Intentó acelerar el paso, pero tuvo que detenerse en seco cuando se oyó un fuerte chasquido y el trozo de superficie que pisaba se sacudió con violencia. Hannah también se paró y ambos se miraron. Adam, con el corazón en un puño, sintió cómo de repente la gravedad tiraba de él; la porción de asfalto bajo sus pies se desprendió y se inclinó hacia abajo. Las vigas internas de la calzada se doblaron como el barro húmedo, pero no llegaron a ceder, lo que impidió que cayera al vacío. Al muchacho no le había dado tiempo a saltar y se dio de bruces contra el suelo en suspensión, se deslizó hacia abajo medio metro, hasta que la fricción de su cuerpo lo frenó. La pendiente aún no era lo suficientemente inclinada como para hacerlo caer, aunque eso podía cambiar en cuestión de segundos. Se quedó inmóvil. Si intentaba trepar de vuelta a la calzada perdería el agarre y el bloque de hormigón podría inclinarse más o desprenderse del todo.

Sintió cómo la proximidad del fuego le quemaba las piernas. Quiso gritar a Hannah para que lo ayudara, pero no le hizo falta; ésta apareció rápida por encima de su cabeza. De un modo interno y fugaz, a Adam le sorprendió encontrarse con su rostro de preocupación. Ella tendió el brazo para agarrarlo y tiró hacia atrás con cuidado.
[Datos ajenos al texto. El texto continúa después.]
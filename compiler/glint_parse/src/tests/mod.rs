//! Engine tests.
//!
//! Tests are organized into modules by category:
//! - `combinators`: per-combinator contracts and algebraic laws
//! - `scenarios`: end-to-end grammars exercising expectation, recovery,
//!   and recursion together
//!
//! The lexer is an external collaborator, so tests build token vectors
//! directly with a small symbolic kind space.

#![allow(clippy::unwrap_used, reason = "test assertions use unwrap for clarity")]

mod scenarios;

use glint_diagnostic::DiagnosticQueue;
use glint_ir::{Span, Token, TokenKind, TokenStream};

use crate::{terminal, Cursor, Parsed, Parser};

pub(crate) const ID: TokenKind = TokenKind::new(1);
pub(crate) const NUM: TokenKind = TokenKind::new(2);
pub(crate) const PLUS: TokenKind = TokenKind::new(3);
pub(crate) const LP: TokenKind = TokenKind::new(4);
pub(crate) const RP: TokenKind = TokenKind::new(5);
pub(crate) const SEMI: TokenKind = TokenKind::new(6);

pub(crate) fn id() -> Parser {
    terminal(ID, "identifier")
}

pub(crate) fn num() -> Parser {
    terminal(NUM, "number")
}

pub(crate) fn plus() -> Parser {
    terminal(PLUS, "`+`")
}

pub(crate) fn lp() -> Parser {
    terminal(LP, "`(`")
}

pub(crate) fn rp() -> Parser {
    terminal(RP, "`)`")
}

/// Build a stream from (kind, lexeme) pairs with consecutive spans.
pub(crate) fn stream(tokens: &[(TokenKind, &str)]) -> TokenStream {
    let mut offset = 0u32;
    tokens
        .iter()
        .map(|&(kind, text)| {
            let span = Span::new(offset, offset + text.len() as u32);
            offset = span.end;
            Token::new(kind, text, span)
        })
        .collect()
}

/// Run a parser from the start of the stream, returning the result, the
/// final cursor position, and the diagnostics it recorded.
pub(crate) fn run(parser: &Parser, tokens: &TokenStream) -> (Parsed, usize, DiagnosticQueue) {
    let mut diags = DiagnosticQueue::new();
    let mut cursor = Cursor::new(tokens);
    let parsed = parser.parse(&mut cursor, &mut diags);
    (parsed, cursor.position(), diags)
}
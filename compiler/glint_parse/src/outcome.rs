//! Five-way parse outcome and its ordering algebra.
//!
//! A parse result is one of five tags, totally ordered from worst to best:
//!
//! | Tag | Meaning | Continuable? |
//! |-----|---------|--------------|
//! | `ExpectedFailed` | Committed-point mismatch; aborts the enclosing sequence | no |
//! | `Failed` | Ordinary mismatch; alternatives may still be tried | no |
//! | `RecoveredExpectedFailed` | Committed failure skipped over by a handler | yes |
//! | `Recovered` | Ordinary failure skipped over by a handler | yes |
//! | `Succeed` | Matched; cursor advanced, attribute produced | yes |
//!
//! The ordering drives two decisions: a concatenation reports the *worst*
//! of its children, and an alternation reports the *best* failure across
//! its branches. `recover` maps the two failure tags to their recovered
//! counterparts; it is the only way a non-continuable result becomes
//! continuable, and only error handlers invoke it.

use glint_ir::Attr;

/// Parse result tag, declared worst → best so the derived `Ord` is the
/// defined "goodness" ordering and nothing more.
#[derive(Copy, Clone, Eq, PartialEq, Ord, PartialOrd, Hash, Debug)]
pub enum Outcome {
    /// A committed-point mismatch; must propagate and abort the enclosing
    /// sequence.
    ExpectedFailed,
    /// Ordinary mismatch; the enclosing combinator may backtrack or try
    /// alternatives.
    Failed,
    /// Failed in an expected context, but a handler advanced the cursor
    /// past the trouble.
    RecoveredExpectedFailed,
    /// Failed, but a handler advanced the cursor past the trouble.
    Recovered,
    /// Matched; cursor advanced, attribute produced.
    Succeed,
}

impl Outcome {
    /// The lower-ranked of two outcomes.
    #[inline]
    pub fn worse(l: Outcome, r: Outcome) -> Outcome {
        l.min(r)
    }

    /// The higher-ranked of two outcomes.
    #[inline]
    pub fn better(l: Outcome, r: Outcome) -> Outcome {
        l.max(r)
    }

    #[inline]
    pub fn worse_than(self, other: Outcome) -> bool {
        self < other
    }

    #[inline]
    pub fn better_than(self, other: Outcome) -> bool {
        self > other
    }

    /// Map failures to their recovered counterparts.
    ///
    /// `Failed` → `Recovered`, `ExpectedFailed` → `RecoveredExpectedFailed`;
    /// everything else is unchanged. Idempotent on recovered variants.
    #[inline]
    #[must_use]
    pub fn recover(self) -> Outcome {
        match self {
            Outcome::Failed => Outcome::Recovered,
            Outcome::ExpectedFailed => Outcome::RecoveredExpectedFailed,
            other => other,
        }
    }

    #[inline]
    pub fn is_succeed(self) -> bool {
        self == Outcome::Succeed
    }

    #[inline]
    pub fn is_failed(self) -> bool {
        self == Outcome::Failed
    }

    #[inline]
    pub fn is_expected_failed(self) -> bool {
        self == Outcome::ExpectedFailed
    }

    #[inline]
    pub fn is_recovered(self) -> bool {
        matches!(
            self,
            Outcome::Recovered | Outcome::RecoveredExpectedFailed
        )
    }

    /// Did this result originate at a committed point?
    #[inline]
    pub fn is_expected_failed_or_recovered(self) -> bool {
        matches!(
            self,
            Outcome::ExpectedFailed | Outcome::RecoveredExpectedFailed
        )
    }

    /// Is parsing after this result meaningful?
    #[inline]
    pub fn is_continuable(self) -> bool {
        matches!(
            self,
            Outcome::Succeed | Outcome::Recovered | Outcome::RecoveredExpectedFailed
        )
    }
}

/// The result of one `parse` call: an outcome plus the attribute produced.
///
/// The attribute is present exactly when the outcome is continuable.
#[derive(Clone, Debug)]
pub struct Parsed {
    pub outcome: Outcome,
    pub attr: Option<Attr>,
}

impl Parsed {
    /// Successful match with its attribute.
    #[inline]
    pub fn succeed(attr: Attr) -> Self {
        Parsed {
            outcome: Outcome::Succeed,
            attr: Some(attr),
        }
    }

    /// Ordinary backtrackable failure.
    #[inline]
    pub fn failed() -> Self {
        Parsed {
            outcome: Outcome::Failed,
            attr: None,
        }
    }

    /// Committed failure.
    #[inline]
    pub fn expected_failed() -> Self {
        Parsed {
            outcome: Outcome::ExpectedFailed,
            attr: None,
        }
    }

    /// A non-continuable result with the given tag.
    #[inline]
    pub fn fail_with(outcome: Outcome) -> Self {
        debug_assert!(!outcome.is_continuable());
        Parsed {
            outcome,
            attr: None,
        }
    }

    /// A continuable result carrying its attribute.
    #[inline]
    pub fn continue_with(outcome: Outcome, attr: Attr) -> Self {
        debug_assert!(outcome.is_continuable());
        Parsed {
            outcome,
            attr: Some(attr),
        }
    }

    #[inline]
    pub fn is_continuable(&self) -> bool {
        self.outcome.is_continuable()
    }

    /// Take the attribute, discarding the outcome.
    #[inline]
    pub fn into_attr(self) -> Option<Attr> {
        self.attr
    }
}

#[cfg(test)]
mod tests {
    use super::*;
    use proptest::prelude::*;

    const ALL: [Outcome; 5] = [
        Outcome::ExpectedFailed,
        Outcome::Failed,
        Outcome::RecoveredExpectedFailed,
        Outcome::Recovered,
        Outcome::Succeed,
    ];

    fn any_outcome() -> impl Strategy<Value = Outcome> {
        proptest::sample::select(ALL.to_vec())
    }

    #[test]
    fn test_defined_ordering() {
        assert!(Outcome::ExpectedFailed < Outcome::Failed);
        assert!(Outcome::Failed < Outcome::RecoveredExpectedFailed);
        assert!(Outcome::RecoveredExpectedFailed < Outcome::Recovered);
        assert!(Outcome::Recovered < Outcome::Succeed);
    }

    #[test]
    fn test_continuable_partition() {
        assert!(Outcome::Succeed.is_continuable());
        assert!(Outcome::Recovered.is_continuable());
        assert!(Outcome::RecoveredExpectedFailed.is_continuable());
        assert!(!Outcome::Failed.is_continuable());
        assert!(!Outcome::ExpectedFailed.is_continuable());
    }

    #[test]
    fn test_recover_mapping() {
        assert_eq!(Outcome::Failed.recover(), Outcome::Recovered);
        assert_eq!(
            Outcome::ExpectedFailed.recover(),
            Outcome::RecoveredExpectedFailed
        );
        assert_eq!(Outcome::Succeed.recover(), Outcome::Succeed);
    }

    #[test]
    fn test_expectation_tracking() {
        assert!(Outcome::ExpectedFailed.is_expected_failed_or_recovered());
        assert!(Outcome::RecoveredExpectedFailed.is_expected_failed_or_recovered());
        assert!(!Outcome::Recovered.is_expected_failed_or_recovered());
    }

    #[test]
    fn test_parsed_constructors() {
        let parsed = Parsed::failed();
        assert!(!parsed.is_continuable());
        assert!(parsed.attr.is_none());

        let parsed = Parsed::succeed(Attr::empty());
        assert!(parsed.is_continuable());
        assert!(parsed.attr.is_some());
    }

    proptest! {
        #[test]
        fn prop_worse_better_duality(a in any_outcome(), b in any_outcome()) {
            // better(a,b) = b  <=>  worse(a,b) = a
            prop_assert_eq!(Outcome::better(a, b) == b, Outcome::worse(a, b) == a);
        }

        #[test]
        fn prop_worse_better_commutative(a in any_outcome(), b in any_outcome()) {
            prop_assert_eq!(Outcome::worse(a, b), Outcome::worse(b, a));
            prop_assert_eq!(Outcome::better(a, b), Outcome::better(b, a));
        }

        #[test]
        fn prop_worse_better_associative(
            a in any_outcome(),
            b in any_outcome(),
            c in any_outcome(),
        ) {
            prop_assert_eq!(
                Outcome::worse(Outcome::worse(a, b), c),
                Outcome::worse(a, Outcome::worse(b, c))
            );
            prop_assert_eq!(
                Outcome::better(Outcome::better(a, b), c),
                Outcome::better(a, Outcome::better(b, c))
            );
        }

        #[test]
        fn prop_recover_idempotent(a in any_outcome()) {
            prop_assert_eq!(a.recover(), a.recover().recover());
        }

        #[test]
        fn prop_recover_is_continuable_or_unchanged(a in any_outcome()) {
            let recovered = a.recover();
            prop_assert!(recovered.is_continuable() || recovered == a);
        }
    }
}
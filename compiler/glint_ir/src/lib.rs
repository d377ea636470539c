//! Glint IR - core data types for the compiler front-end.
//!
//! This crate contains the data structures shared between the lexer, the
//! parser engine, and AST construction:
//! - Spans for source locations
//! - Tokens and `TokenStream` for lexer output
//! - The attribute tree produced by a parse
//!
//! # Design Philosophy
//!
//! - **Index, don't clone**: attributes refer to tokens by `TokenIdx` and
//!   `TokenCapture` ranges into the `TokenStream` that produced them.
//! - **Closed sums**: the attribute shapes are a small fixed set, modeled
//!   as a tagged enum rather than an open trait hierarchy.

/// Compile-time assertion that a type has a specific size.
///
/// Used to prevent accidental size regressions in frequently-allocated types.
#[macro_export]
macro_rules! static_assert_size {
    ($ty:ty, $size:expr) => {
        const _: [(); $size] = [(); ::std::mem::size_of::<$ty>()];
    };
}

mod attr;
mod span;
mod token;

pub use attr::{Attr, AttrKind, RuleId};
pub use span::Span;
pub use token::{Token, TokenCapture, TokenIdx, TokenKind, TokenStream};
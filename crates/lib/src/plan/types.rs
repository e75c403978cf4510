use serde::{Deserialize, Serialize};

use crate::host::InstanceId;

/// An identity key with no instance in the collection.
#[derive(Debug, Clone, PartialEq, Eq, Serialize, Deserialize)]
pub struct PlanCreate {
  pub key: String,
  pub target: String,
}

/// A kept instance whose content differs from its canonical target.
#[derive(Debug, Clone, PartialEq, Eq, Serialize, Deserialize)]
pub struct PlanUpdate {
  pub instance: InstanceId,
  pub target: String,
}

/// Corrective actions for one collection.
///
/// An instance id appears in at most one of `to_update` and `to_remove`.
/// `to_create` carries keys, never instance ids.
#[derive(Debug, Clone, Default, PartialEq, Eq, Serialize, Deserialize)]
pub struct Plan {
  pub to_create: Vec<PlanCreate>,
  pub to_update: Vec<PlanUpdate>,
  pub to_remove: Vec<InstanceId>,
}

impl Plan {
  /// Returns true if the collection already matches the canonical mapping.
  pub fn is_empty(&self) -> bool {
    self.to_create.is_empty() && self.to_update.is_empty() && self.to_remove.is_empty()
  }

  /// Total number of actions in the plan.
  pub fn action_count(&self) -> usize {
    self.to_create.len() + self.to_update.len() + self.to_remove.len()
  }
}
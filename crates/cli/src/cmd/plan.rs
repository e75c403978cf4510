//! Implementation of the `pinsync plan` command.
//!
//! Computes the plan of every collection in a world file against the
//! canonical mapping and prints it. Nothing is mutated.

use std::path::Path;

use anyhow::{Context, Result};

use pinsync_lib::host::FileHost;
use pinsync_lib::sync::{PassContext, preview_pass};

use super::{Settings, require_world, runtime};
use crate::output::{plural, print_json, print_plans, print_success};

pub fn cmd_plan(settings: &Settings, world: &Path) -> Result<()> {
  require_world(world)?;

  let host = FileHost::new(world.to_path_buf());
  let store = settings.shared_store();
  let ctx = PassContext::from_config(&settings.config);

  let plans = runtime()?
    .block_on(preview_pass(&host, &store, &ctx))
    .context("Failed to compute plan")?;

  if settings.output.is_json() {
    return print_json(&plans);
  }

  let total = print_plans(&plans);
  if total == 0 {
    print_success("All collections are in sync");
  } else {
    println!();
    println!("Plan: {} in {}", plural(total, "action"), plural(plans.len(), "collection"));
  }
  Ok(())
}
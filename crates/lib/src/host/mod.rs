//! Host abstraction over collections of pinned items.
//!
//! The reconciliation core never talks to a browser directly. Everything it
//! needs from the outside world goes through the [`Host`] trait: enumerating
//! collections and their items, and the three mutation primitives used to
//! apply a plan.
//!
//! Two hosts ship with the crate:
//! - [`MemoryHost`]: an in-process [`World`], used by tests and simulations
//! - [`FileHost`]: a [`World`] persisted as JSON, driven by the CLI

mod file;
mod memory;
mod types;
mod world;

use async_trait::async_trait;

pub use file::FileHost;
pub use memory::MemoryHost;
pub use types::{CollectionId, HostError, InstanceId, ItemDescriptor};
pub use world::{World, WorldCollection};

/// Enumeration and mutation primitives the convergence loop consumes.
///
/// Every call may fail independently. Failures are logged by the caller and
/// never abort reconciliation of other collections.
#[async_trait]
pub trait Host: Send + Sync {
  /// Lists every collection currently open.
  async fn list_collections(&self) -> Result<Vec<CollectionId>, HostError>;

  /// Lists the items of one collection, in host enumeration order.
  async fn list_items(&self, collection: CollectionId) -> Result<Vec<ItemDescriptor>, HostError>;

  /// Re-queries a single instance. Returns `None` if it no longer exists.
  async fn get_item(&self, instance: InstanceId) -> Result<Option<(CollectionId, ItemDescriptor)>, HostError>;

  /// Creates a pinned instance navigating to `representation`.
  async fn create_pinned_item(&self, collection: CollectionId, representation: &str) -> Result<InstanceId, HostError>;

  /// Points an existing instance at `representation`.
  async fn retarget(&self, instance: InstanceId, representation: &str) -> Result<(), HostError>;

  /// Destroys the given instances.
  async fn remove(&self, instances: &[InstanceId]) -> Result<(), HostError>;

  /// Whether [`Host::retarget`] is available. Updates are skipped otherwise.
  fn supports_retarget(&self) -> bool {
    true
  }
}
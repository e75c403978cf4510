//! Status command implementation.
//!
//! Displays the effective configuration and the canonical mapping.

use anyhow::{Context, Result};
use serde_json::json;

use crate::output::{self, print_info, print_json, print_stat};

use super::Settings;

pub fn cmd_status(settings: &Settings, verbose: bool) -> Result<()> {
  let config = &settings.config;
  let mapping = settings
    .open_store()
    .peek()
    .with_context(|| format!("Failed to read store: {}", settings.store_path.display()))?
    .unwrap_or_default();

  if settings.output.is_json() {
    return print_json(&json!({
      "policy": config.policy,
      "identity": config.identity,
      "config": settings.config_path,
      "store": settings.store_path,
      "entries": mapping,
    }));
  }

  print_stat("Policy", config.policy.as_str());
  print_stat("Identity", config.identity.mode.as_str());
  print_stat("Config", &settings.config_path.display().to_string());
  print_stat("Store", &settings.store_path.display().to_string());

  if verbose {
    let timing = &config.timing;
    print_stat(
      "Suppression window",
      &humantime::format_duration(timing.suppression_window).to_string(),
    );
    print_stat(
      "Unpin confirmation",
      &humantime::format_duration(timing.unpin_confirm_delay).to_string(),
    );
    if !config.identity.grouped_hosts.is_empty() {
      print_stat("Grouped hosts", &config.identity.grouped_hosts.join(", "));
    }
  }

  println!();
  if config.policy.is_derived() {
    print_info("Canonical mapping is derived from live pins on every pass");
    return Ok(());
  }
  if mapping.is_empty() {
    print_info("No canonical pins. Run 'pinsync sync' to seed from pinned items.");
    return Ok(());
  }

  println!("Canonical pins ({}):", mapping.len());
  for (key, target) in mapping.iter() {
    if key == target {
      println!("  {} {}", output::symbols::INFO, target);
    } else {
      println!("  {} {} {} {}", output::symbols::INFO, key, output::symbols::ARROW, target);
    }
  }
  Ok(())
}
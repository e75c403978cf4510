mod pin;
mod plan;
mod status;
mod sync;
mod unpin;
mod watch;

use std::path::{Path, PathBuf};

use anyhow::{Context, Result, bail};
use tokio::sync::Mutex;

use pinsync_lib::canonical::{CanonicalStore, JsonFileKv};
use pinsync_lib::config::SyncConfig;
use pinsync_lib::identity::Classified;
use pinsync_lib::platform::paths;

use crate::output::OutputFormat;

pub use pin::cmd_pin;
pub use plan::cmd_plan;
pub use status::cmd_status;
pub use sync::cmd_sync;
pub use unpin::cmd_unpin;
pub use watch::cmd_watch;

/// Resolved global options shared by every command.
pub struct Settings {
  pub config: SyncConfig,
  pub config_path: PathBuf,
  pub store_path: PathBuf,
  pub output: OutputFormat,
}

impl Settings {
  /// Loads the configuration and resolves the store location.
  ///
  /// An explicit `--config` must exist; the default location may be missing.
  pub fn load(config: Option<PathBuf>, store: Option<PathBuf>, output: OutputFormat) -> Result<Self> {
    let config_path = match config {
      Some(path) => {
        if !path.exists() {
          bail!("Config file not found: {}", path.display());
        }
        path
      }
      None => paths::config_file(),
    };

    let config = SyncConfig::load(&config_path)
      .with_context(|| format!("Failed to load config: {}", config_path.display()))?;

    Ok(Self {
      config,
      config_path,
      store_path: store.unwrap_or_else(paths::store_file),
      output,
    })
  }

  pub fn open_store(&self) -> CanonicalStore<JsonFileKv> {
    CanonicalStore::new(JsonFileKv::new(self.store_path.clone()))
  }

  pub fn shared_store(&self) -> Mutex<CanonicalStore<JsonFileKv>> {
    Mutex::new(self.open_store())
  }

  /// Classifies a URL given on the command line, rejecting unsyncable ones.
  pub fn classify_url(&self, url: &str) -> Result<Classified> {
    match self.config.identity().classify_raw(url) {
      Some(classified) => Ok(classified),
      None => bail!(
        "Not a syncable URL: {} (allowed schemes: {})",
        url,
        self.config.identity.schemes.join(", ")
      ),
    }
  }
}

/// Creates the runtime used by async commands.
fn runtime() -> Result<tokio::runtime::Runtime> {
  tokio::runtime::Runtime::new().context("Failed to create async runtime")
}

fn require_world(world: &Path) -> Result<()> {
  if !world.exists() {
    bail!("World file not found: {}", world.display());
  }
  Ok(())
}
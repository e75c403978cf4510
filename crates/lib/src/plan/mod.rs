//! Reconciliation plans.
//!
//! A [`Plan`] describes what needs to happen to one collection so that its
//! pinned items match the canonical mapping. It is computed by the pure
//! function [`compute_plan`] and applied by the convergence loop.

mod compute;
mod types;

pub use compute::compute_plan;
pub use types::{Plan, PlanCreate, PlanUpdate};
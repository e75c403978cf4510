use std::collections::BTreeMap;
use std::fmt;
use std::io;
use std::path::PathBuf;

use serde::{Deserialize, Serialize};
use thiserror::Error;

/// What a pin does to an identity key that already has a target.
#[derive(Debug, Clone, Copy, Default, PartialEq, Eq, Serialize, Deserialize)]
#[serde(rename_all = "kebab-case")]
pub enum PinPolicy {
  /// The first target recorded for a key is kept; plans never update content.
  KeepExisting,
  /// Every pin overwrites the key's target; plans retarget stale instances.
  #[default]
  ReplaceWithNewest,
  /// The mapping is the live union of pinned items, recomputed every pass.
  Union,
}

impl PinPolicy {
  /// Whether plans retarget kept instances whose content differs.
  pub fn updates_content(self) -> bool {
    matches!(self, PinPolicy::ReplaceWithNewest)
  }

  /// Whether the mapping is derived from reality instead of persisted.
  pub fn is_derived(self) -> bool {
    matches!(self, PinPolicy::Union)
  }

  pub fn as_str(self) -> &'static str {
    match self {
      PinPolicy::KeepExisting => "keep-existing",
      PinPolicy::ReplaceWithNewest => "replace-with-newest",
      PinPolicy::Union => "union",
    }
  }
}

impl fmt::Display for PinPolicy {
  fn fmt(&self, f: &mut fmt::Formatter<'_>) -> fmt::Result {
    f.write_str(self.as_str())
  }
}

/// Identity key -> target representation. At most one target per key.
///
/// Backed by a `BTreeMap` so iteration is always in sorted key order.
#[derive(Debug, Clone, Default, PartialEq, Eq, Serialize, Deserialize)]
#[serde(transparent)]
pub struct CanonicalMap(BTreeMap<String, String>);

impl CanonicalMap {
  pub fn new() -> Self {
    Self::default()
  }

  pub fn len(&self) -> usize {
    self.0.len()
  }

  pub fn is_empty(&self) -> bool {
    self.0.is_empty()
  }

  pub fn get(&self, key: &str) -> Option<&str> {
    self.0.get(key).map(String::as_str)
  }

  pub fn contains_key(&self, key: &str) -> bool {
    self.0.contains_key(key)
  }

  /// Entries in sorted key order.
  pub fn iter(&self) -> impl Iterator<Item = (&str, &str)> {
    self.0.iter().map(|(k, v)| (k.as_str(), v.as_str()))
  }

  pub fn insert(&mut self, key: impl Into<String>, target: impl Into<String>) -> Option<String> {
    self.0.insert(key.into(), target.into())
  }

  /// Inserts only if `key` is absent. Returns whether it was inserted.
  pub fn insert_if_absent(&mut self, key: &str, target: &str) -> bool {
    if self.0.contains_key(key) {
      return false;
    }
    self.0.insert(key.to_string(), target.to_string());
    true
  }

  pub fn remove(&mut self, key: &str) -> Option<String> {
    self.0.remove(key)
  }

  /// Applies a pin transition. Returns whether the mapping changed.
  ///
  /// The union policy never records pins; its mapping is derived.
  pub fn apply_pin(&mut self, key: &str, target: &str, policy: PinPolicy) -> bool {
    match policy {
      PinPolicy::KeepExisting => self.insert_if_absent(key, target),
      PinPolicy::ReplaceWithNewest => self.insert(key, target).as_deref() != Some(target),
      PinPolicy::Union => false,
    }
  }
}

impl<K: Into<String>, V: Into<String>> FromIterator<(K, V)> for CanonicalMap {
  fn from_iter<I: IntoIterator<Item = (K, V)>>(iter: I) -> Self {
    Self(iter.into_iter().map(|(k, v)| (k.into(), v.into())).collect())
  }
}

/// Errors that can occur when loading or saving the canonical mapping.
#[derive(Debug, Error)]
pub enum StoreError {
  #[error("failed to read store {path}: {source}")]
  Read {
    path: PathBuf,
    #[source]
    source: io::Error,
  },

  #[error("failed to write store {path}: {source}")]
  Write {
    path: PathBuf,
    #[source]
    source: io::Error,
  },

  #[error("failed to create store directory: {0}")]
  CreateDir(#[source] io::Error),

  #[error("failed to parse store {path}: {source}")]
  Parse {
    path: PathBuf,
    #[source]
    source: serde_json::Error,
  },

  #[error("store {0} does not contain a JSON object")]
  NotAnObject(PathBuf),

  #[error("malformed value under key {key}: {source}")]
  Malformed {
    key: String,
    #[source]
    source: serde_json::Error,
  },

  #[error("failed to serialize store: {0}")]
  Serialize(#[source] serde_json::Error),
}
//! Implementation of the `pinsync pin` command.

use anyhow::{Context, Result, bail};
use serde_json::json;

use super::Settings;
use crate::output::{print_info, print_json, print_stat, print_success};

/// Records a pin in the canonical store, as if pinned from a collection.
pub fn cmd_pin(settings: &Settings, url: &str) -> Result<()> {
  let policy = settings.config.policy;
  if policy.is_derived() {
    bail!("The {} policy derives the canonical mapping from live pins; nothing to record", policy);
  }

  let classified = settings.classify_url(url)?;
  let mut store = settings.open_store();
  let changed = store
    .pin(&classified.key, &classified.representation, policy)
    .with_context(|| format!("Failed to update store: {}", settings.store_path.display()))?;

  if settings.output.is_json() {
    return print_json(&json!({
      "key": classified.key,
      "target": classified.representation,
      "changed": changed,
    }));
  }

  if changed {
    print_success(&format!("Pinned {}", classified.representation));
    print_stat("Key", &classified.key);
  } else {
    print_info(&format!(
      "Canonical mapping unchanged for {} (policy: {})",
      classified.key, policy
    ));
  }
  Ok(())
}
El muchacho consiguió apoyar mejor los pies y trepar, pero al hacerlo el bloque de hormigón crujió con fuerza y se inclinó aún más, lo que lo arrastró de nuevo hacia abajo. La gravedad volvió a actuar, esta vez implacable, dispuesta a llevárselo. La situación pronto se tornó crítica. Adam quedó medio suspendido en el aire, sin sitio donde apuntalar las botas. Ambos tuvieron que hacer acopio de todas sus fuerzas y medios para intentar superar aquella trampa letal, hasta que en el último segundo, Hannah consiguió tirar de él con los dos brazos, exhausta. Eso le dio al muchacho la oportunidad de colocar un pie en uno de los rebordes y tomar impulso. Echó su cuerpo hacia adelante justo cuando la placa de suelo desprendida rugía como un monstruo y se precipitaba al vacío. La inercia los hizo caer juntos hacia atrás y rodar sobre el asfalto en un abrazo involuntario, que culminó con ella tumbada encima de él. Transcurrieron unos instantes de insólito silencio, ambos sin moverse, sin apartarse la mirada, tan sólo recobrando el aire el uno a escasos centímetros del otro, antes de que Hannah reaccionase: se hizo a un lado y se puso en pie.

En sus ojos se adivinaba cierto rubor.

Adam hizo lo mismo.

—Gracias… —dijo, intentando aún recuperar la respiración.

Hannah asintió escueta, tal vez incómoda, como sorprendida de algo que no esperaba. Así que prefirió actuar como si aquel contratiempo no hubiese tenido lugar y retomó en seguida la marcha. Adam tenía chamuscadas algunas partes de su pantalón. Se sacudió rápidamente la ceniza de la pierna y la siguió. Él también agradeció el hecho de tener que ocupar su mente en superar el tramo que quedaba de plataforma. Los últimos metros resultaron más sencillos. No entendía muy bien la sensación extraña que acababa de experimentar tras el despliegue de adrenalina, cuando sus cuerpos se juntaron por accidente. Pero se dijo que aunque la chica llegase a dirigirle la palabra algún día, él jamás le hablaría de ello.